» Task details:
Give the number of lines in the records that include the word "usize", and nothing besides.

------------------------------------

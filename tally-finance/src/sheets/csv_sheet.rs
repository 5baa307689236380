//! Local CSV file as a worksheet (no header row; line 1 is row 1).

use anyhow::{Context, Result};
use std::path::{Path, PathBuf};
use tally_core::{CellValue, Row};

use super::SheetStore;

#[derive(Debug, Clone)]
pub struct CsvSheet {
    path: PathBuf,
}

impl CsvSheet {
    pub fn new(path: impl Into<PathBuf>) -> Self {
        Self { path: path.into() }
    }

    pub fn path(&self) -> &Path {
        &self.path
    }

    fn read_records(&self) -> Result<Vec<Vec<String>>> {
        if !self.path.exists() {
            return Ok(Vec::new());
        }

        let mut rdr = csv::ReaderBuilder::new()
            .has_headers(false)
            .flexible(true)
            .from_path(&self.path)
            .with_context(|| format!("opening {}", self.path.display()))?;

        let mut records = Vec::new();
        for result in rdr.records() {
            let record = result.with_context(|| format!("reading {}", self.path.display()))?;
            records.push(record.iter().map(str::to_string).collect());
        }
        Ok(records)
    }

    fn write_records(&self, records: &[Vec<String>]) -> Result<()> {
        let mut wtr = csv::WriterBuilder::new()
            .has_headers(false)
            .flexible(true)
            .from_path(&self.path)
            .with_context(|| format!("writing {}", self.path.display()))?;

        for record in records {
            // The csv writer rejects a record with no fields.
            if record.is_empty() {
                wtr.write_record([""])?;
            } else {
                wtr.write_record(record)?;
            }
        }
        wtr.flush()?;
        Ok(())
    }
}

impl SheetStore for CsvSheet {
    async fn read_rows(&mut self) -> Result<Vec<Row>> {
        let rows: Vec<Row> = self
            .read_records()?
            .into_iter()
            .map(|fields| {
                fields
                    .into_iter()
                    .enumerate()
                    .filter(|(_, v)| !v.is_empty())
                    .map(|(i, v)| (i as u32 + 1, v))
                    .collect::<Row>()
            })
            .collect();
        Ok(rows)
    }

    /// Cells in `row` overwrite the target row; other cells of that row stay.
    async fn write_row(&mut self, row_number: u32, row: &Row) -> Result<()> {
        let mut records = self.read_records()?;
        let index = row_number.checked_sub(1).context("row numbers start at 1")? as usize;
        if records.len() <= index {
            records.resize(index + 1, Vec::new());
        }

        let record = &mut records[index];
        for (col, value) in row.iter() {
            let i = (col as usize).checked_sub(1).context("column numbers start at 1")?;
            if record.len() <= i {
                record.resize(i + 1, String::new());
            }
            record[i] = match value {
                CellValue::Text(s) => s.clone(),
                CellValue::Number(n) => n.to_string(),
            };
        }

        self.write_records(&records)?;
        tracing::info!(path = %self.path.display(), row = row_number, "wrote csv row");
        Ok(())
    }
}

#[cfg(test)]
mod tests {
    use super::*;

    #[tokio::test]
    async fn test_read_and_append() {
        let dir = tempfile::tempdir().unwrap();
        let path = dir.path().join("sheet.csv");
        std::fs::write(&path, "Date,Total\n1/1/2015,\"5,200\"\n2/1/2015,\"5,300\"\n").unwrap();

        let mut sheet = CsvSheet::new(&path);
        let rows = sheet.read_rows().await.unwrap();
        assert_eq!(rows.len(), 3);
        assert_eq!(rows[1].get(2), Some(&CellValue::from("5,200")));

        let next: Row = [(1, "3/1/2015"), (3, "500")].into_iter().collect();
        sheet.write_row(4, &next).await.unwrap();

        let rows = sheet.read_rows().await.unwrap();
        assert_eq!(rows.len(), 4);
        assert_eq!(rows[3].get(1), Some(&CellValue::from("3/1/2015")));
        assert!(rows[3].get(2).is_none());
        assert_eq!(rows[3].get(3), Some(&CellValue::from("500")));
    }

    #[tokio::test]
    async fn test_overwrite_keeps_other_cells() {
        let dir = tempfile::tempdir().unwrap();
        let path = dir.path().join("sheet.csv");
        std::fs::write(&path, "a,b,c\n").unwrap();

        let mut sheet = CsvSheet::new(&path);
        let patch: Row = [(2, "B")].into_iter().collect();
        sheet.write_row(1, &patch).await.unwrap();

        assert_eq!(std::fs::read_to_string(&path).unwrap(), "a,B,c\n");
    }

    #[tokio::test]
    async fn test_missing_file_is_empty_sheet() {
        let dir = tempfile::tempdir().unwrap();
        let mut sheet = CsvSheet::new(dir.path().join("nope.csv"));
        assert!(sheet.read_rows().await.unwrap().is_empty());
    }
}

------------------------------------

» Solution:
2